» Record set:
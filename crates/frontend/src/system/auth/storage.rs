use contracts::shared::config::{SessionBackend, SessionConfig};
use contracts::system::session::{tenant_from_host, MemorySessionStore, Session, SessionStore};
use wasm_bindgen::JsCast;
use web_sys::window;

/// Session backend chosen from `[session] backend` in the UI config.
#[derive(Clone, Debug)]
pub enum BrowserStore {
    Local,
    Cookie,
    Memory(MemorySessionStore),
}

pub type AppSession = Session<BrowserStore>;

fn get_local_storage() -> Option<web_sys::Storage> {
    window()?.local_storage().ok()?
}

fn get_html_document() -> Option<web_sys::HtmlDocument> {
    window()?.document()?.dyn_into::<web_sys::HtmlDocument>().ok()
}

/// Value of `key` in a `document.cookie` string.
pub fn cookie_value(cookies: &str, key: &str) -> Option<String> {
    cookies
        .split(';')
        .filter_map(|pair| pair.trim().split_once('='))
        .find(|(name, _)| urlencoding::decode(name).map(|n| n == key).unwrap_or(false))
        .and_then(|(_, value)| urlencoding::decode(value).ok().map(|v| v.into_owned()))
}

fn cookie_assignment(key: &str, value: &str, max_age: Option<u32>) -> String {
    let mut cookie = format!(
        "{}={}; path=/; SameSite=Strict",
        urlencoding::encode(key),
        urlencoding::encode(value)
    );
    if let Some(age) = max_age {
        cookie.push_str(&format!("; max-age={}", age));
    }
    cookie
}

impl SessionStore for BrowserStore {
    fn get(&self, key: &str) -> Option<String> {
        match self {
            BrowserStore::Local => get_local_storage()?.get_item(key).ok()?,
            BrowserStore::Cookie => cookie_value(&get_html_document()?.cookie().ok()?, key),
            BrowserStore::Memory(store) => store.get(key),
        }
    }

    fn set(&self, key: &str, value: &str) {
        match self {
            BrowserStore::Local => {
                if let Some(storage) = get_local_storage() {
                    let _ = storage.set_item(key, value);
                }
            }
            BrowserStore::Cookie => {
                if let Some(doc) = get_html_document() {
                    let _ = doc.set_cookie(&cookie_assignment(key, value, None));
                }
            }
            BrowserStore::Memory(store) => store.set(key, value),
        }
    }

    fn remove(&self, key: &str) {
        match self {
            BrowserStore::Local => {
                if let Some(storage) = get_local_storage() {
                    let _ = storage.remove_item(key);
                }
            }
            BrowserStore::Cookie => {
                if let Some(doc) = get_html_document() {
                    let _ = doc.set_cookie(&cookie_assignment(key, "", Some(0)));
                }
            }
            BrowserStore::Memory(store) => store.remove(key),
        }
    }
}

fn current_hostname() -> Option<String> {
    window()?.location().hostname().ok()
}

/// Builds the session for the host the app was opened on.
pub fn create_session(config: &SessionConfig) -> AppSession {
    let store = match config.backend {
        SessionBackend::Local if get_local_storage().is_some() => BrowserStore::Local,
        SessionBackend::Local => {
            log::warn!("localStorage unavailable, keeping session in memory");
            BrowserStore::Memory(MemorySessionStore::new())
        }
        SessionBackend::Cookie => BrowserStore::Cookie,
        SessionBackend::Memory => BrowserStore::Memory(MemorySessionStore::new()),
    };
    let tenant = current_hostname().and_then(|h| tenant_from_host(&h));
    log::debug!("session: backend={:?} tenant={:?}", config.backend, tenant);

    Session::new(store, tenant, config.key_prefix.clone())
}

» Work order: Where a line of the listing contains the word "window", it counts toward the total; say how many lines that makes, giving the number alone.

» Response: 4